Loin pain haematuria syndrome

Abstract

Ahmed and colleagues describe a novel method of treating loin pain haematuria syndrome (LPHS). There is no established treatment pathway for this difficult disorder. The authors have identified aggressive treatment strategies; however, many believe it has a significant somatoform component. Bass et al.,1 in 21 cases of patients referred from regional renal centres found 12 to have recurrent, unexplained symptoms involving other body parts. They now advocate once a diagnosis has been made, that patients are managed in a multidisciplinary regional clinic involving pain consultants and psychiatrists.
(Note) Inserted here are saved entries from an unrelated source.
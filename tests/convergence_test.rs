//! End-to-end controller scenarios with scripted completion and runner fakes.

mod common;

use std::sync::Arc;

use tempfile::TempDir;

use common::{
    collection_error_report, failing_report, passing_report, plan_with_bullets, ScriptedRunner,
    StageKind, StagePlayClient,
};
use testforge::{
    ConvergenceConfig, ConvergenceController, CorrectionService, FlowError, FunctionUnderTest,
    GenerationConfig, ModelsConfig, SuiteGenerator, Transcript,
};

fn controller_with(
    dir: &TempDir,
    client: Arc<StagePlayClient>,
    runner: Arc<ScriptedRunner>,
) -> (ConvergenceController, FunctionUnderTest) {
    let generator = SuiteGenerator::new(
        client.clone(),
        ModelsConfig::default(),
        GenerationConfig::default(),
        dir.path().join("tests/unit/test_functions.py"),
        Transcript::disabled(),
    );
    let corrector = CorrectionService::new(
        client,
        "claude-3-5-sonnet-20241022",
        "test_functions.py",
        Transcript::disabled(),
    );
    let controller = ConvergenceController::new(
        generator,
        corrector,
        runner,
        ConvergenceConfig::default(),
        GenerationConfig::default(),
    );
    let function = FunctionUnderTest::new(
        "def add(a, b):\n    return a - b\n",
        "add",
        dir.path().join("src/module_under_test.py"),
    );
    (controller, function)
}

#[tokio::test]
async fn converges_without_correction_when_tests_pass_first() {
    let dir = TempDir::new().unwrap();
    let client = Arc::new(StagePlayClient::new(plan_with_bullets(7)));
    let runner = Arc::new(ScriptedRunner::new(vec![passing_report()]));

    let (controller, function) = controller_with(&dir, client.clone(), runner.clone());
    let summary = controller.run(function).await.unwrap();

    assert!(summary.converged);
    assert_eq!(summary.iterations, 1);
    assert_eq!(summary.corrections, 0);
    assert_eq!(summary.escalations, 0);
    assert!(summary.failures.is_none());
    assert_eq!(client.count(StageKind::Correct), 0, "correction never runs on a passing suite");
    assert_eq!(*runner.executions.lock().unwrap(), 1);
    assert!(dir.path().join("tests/unit/test_functions.py").exists());
}

#[tokio::test]
async fn one_bug_converges_at_iteration_two() {
    let dir = TempDir::new().unwrap();
    let client = Arc::new(StagePlayClient::new(plan_with_bullets(7)));
    let runner = Arc::new(ScriptedRunner::new(vec![
        failing_report(&[("tests/unit/test_functions.py::test_add", "assert -1 == 3")]),
        passing_report(),
    ]));

    let (controller, function) = controller_with(&dir, client.clone(), runner);
    let origin = function.origin.clone();
    let summary = controller.run(function).await.unwrap();

    assert!(summary.converged);
    assert_eq!(summary.iterations, 2);
    assert_eq!(summary.corrections, 1);
    assert_eq!(summary.escalations, 0);
    assert_eq!(client.count(StageKind::Correct), 1);

    // The corrected source was persisted to the function's origin path.
    let written = std::fs::read_to_string(origin).unwrap();
    assert!(written.contains("def corrected"));
}

#[tokio::test]
async fn uncorrectable_function_escalates_once_then_exhausts() {
    let dir = TempDir::new().unwrap();
    let same = [("tests/unit/test_functions.py::test_add", "assert -1 == 3")];
    let client = Arc::new(StagePlayClient::new(plan_with_bullets(7)));
    let runner = Arc::new(ScriptedRunner::new(vec![
        failing_report(&same),
        failing_report(&same),
        failing_report(&same),
        failing_report(&same),
        failing_report(&same),
    ]));

    let (controller, function) = controller_with(&dir, client.clone(), runner);
    let summary = controller.run(function).await.unwrap();

    assert!(!summary.converged);
    assert_eq!(summary.iterations, 5);
    assert_eq!(summary.corrections, 3, "never more correction cycles than the attempt budget");
    assert_eq!(summary.escalations, 1);
    let failures = summary.failures.expect("last failure set is reported");
    assert_eq!(failures.cases()[0].test_id, "tests/unit/test_functions.py::test_add");

    // Correction temperature rises linearly with stagnation.
    let correction_temps = client.temperatures_for(StageKind::Correct);
    assert_eq!(correction_temps.len(), 3);
    assert!((correction_temps[0] - 0.4).abs() < 1e-6);
    assert!((correction_temps[1] - 0.5).abs() < 1e-6);
    assert!((correction_temps[2] - 0.6).abs() < 1e-6);

    // The escalated regeneration ran at the annealed temperature.
    let synthesis_temps = client.temperatures_for(StageKind::Synthesize);
    assert!((synthesis_temps.last().unwrap() - 1.0).abs() < 1e-6);
}

#[tokio::test]
async fn empty_failure_sets_are_stagnation_eligible_not_fatal() {
    let dir = TempDir::new().unwrap();
    let client = Arc::new(StagePlayClient::new(plan_with_bullets(7)));
    let runner = Arc::new(ScriptedRunner::new(vec![
        collection_error_report(),
        collection_error_report(),
        passing_report(),
    ]));

    let (controller, function) = controller_with(&dir, client.clone(), runner);
    let summary = controller.run(function).await.unwrap();

    assert!(summary.converged);
    assert_eq!(summary.iterations, 3);
    assert_eq!(summary.corrections, 2);
}

#[tokio::test]
async fn synthesis_without_fence_exhausts_reruns_then_fails() {
    let dir = TempDir::new().unwrap();
    let client = Arc::new(
        StagePlayClient::new(plan_with_bullets(7))
            .with_synthesis_fallback("I would rather describe the tests in prose."),
    );
    let runner = Arc::new(ScriptedRunner::new(vec![]));

    let (controller, function) = controller_with(&dir, client.clone(), runner);
    let err = controller.run(function).await.unwrap_err();

    match err {
        FlowError::SynthesisFailed { attempts, .. } => {
            assert_eq!(attempts, 2, "one initial try plus one rerun");
        }
        other => panic!("expected SynthesisFailed, got {other:?}"),
    }
    assert_eq!(client.count(StageKind::Synthesize), 2);
}

#[tokio::test]
async fn runner_invocation_failure_aborts_the_loop() {
    let dir = TempDir::new().unwrap();
    let client = Arc::new(StagePlayClient::new(plan_with_bullets(7)));
    // No scripted reports: the runner errors on first use, like a missing
    // pytest binary would.
    let runner = Arc::new(ScriptedRunner::new(vec![]));

    let (controller, function) = controller_with(&dir, client, runner);
    let err = controller.run(function).await.unwrap_err();
    assert!(matches!(err, FlowError::RunnerInvocation(_)));
}

#[tokio::test]
async fn correction_without_fence_keeps_previous_function() {
    let dir = TempDir::new().unwrap();
    let client = Arc::new(
        StagePlayClient::new(plan_with_bullets(7))
            .with_correction("I cannot produce a code block right now."),
    );
    let runner = Arc::new(ScriptedRunner::new(vec![
        failing_report(&[("t.py::test_x", "boom")]),
        passing_report(),
    ]));

    let (controller, function) = controller_with(&dir, client, runner);
    let origin = function.origin.clone();
    let summary = controller.run(function).await.unwrap();

    assert!(summary.converged);
    assert_eq!(summary.corrections, 1);
    // The fallback kept the original source and wrote nothing.
    assert!(!origin.exists());
}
LPHS is a diagnosis of exclusion. Therefore, extensive investigation needs to be carried out. Should we be carrying out angiography in these patients to rule out arteriovenous malformations (AVMs)? These may be otherwise missed on IVU/ultrasound giving a presumptuous LPHS diagnosis. Renal AVMs are rare, with a reported prevalence of 0.04%.2 However, with LPHS being rarer (estimated prevalence of 0.012%3), should we be standardising our diagnosis of exclusion? The half-life of bupivacaine is approximately 3 h. It is surprising that 23% of patients treated had complete resolution after one instillation. Furthermore, ensuring enduring absorption and stasis in the renal tract must be difficult at the very least. A placebo-controlled trial would undoubtedly be of great interest.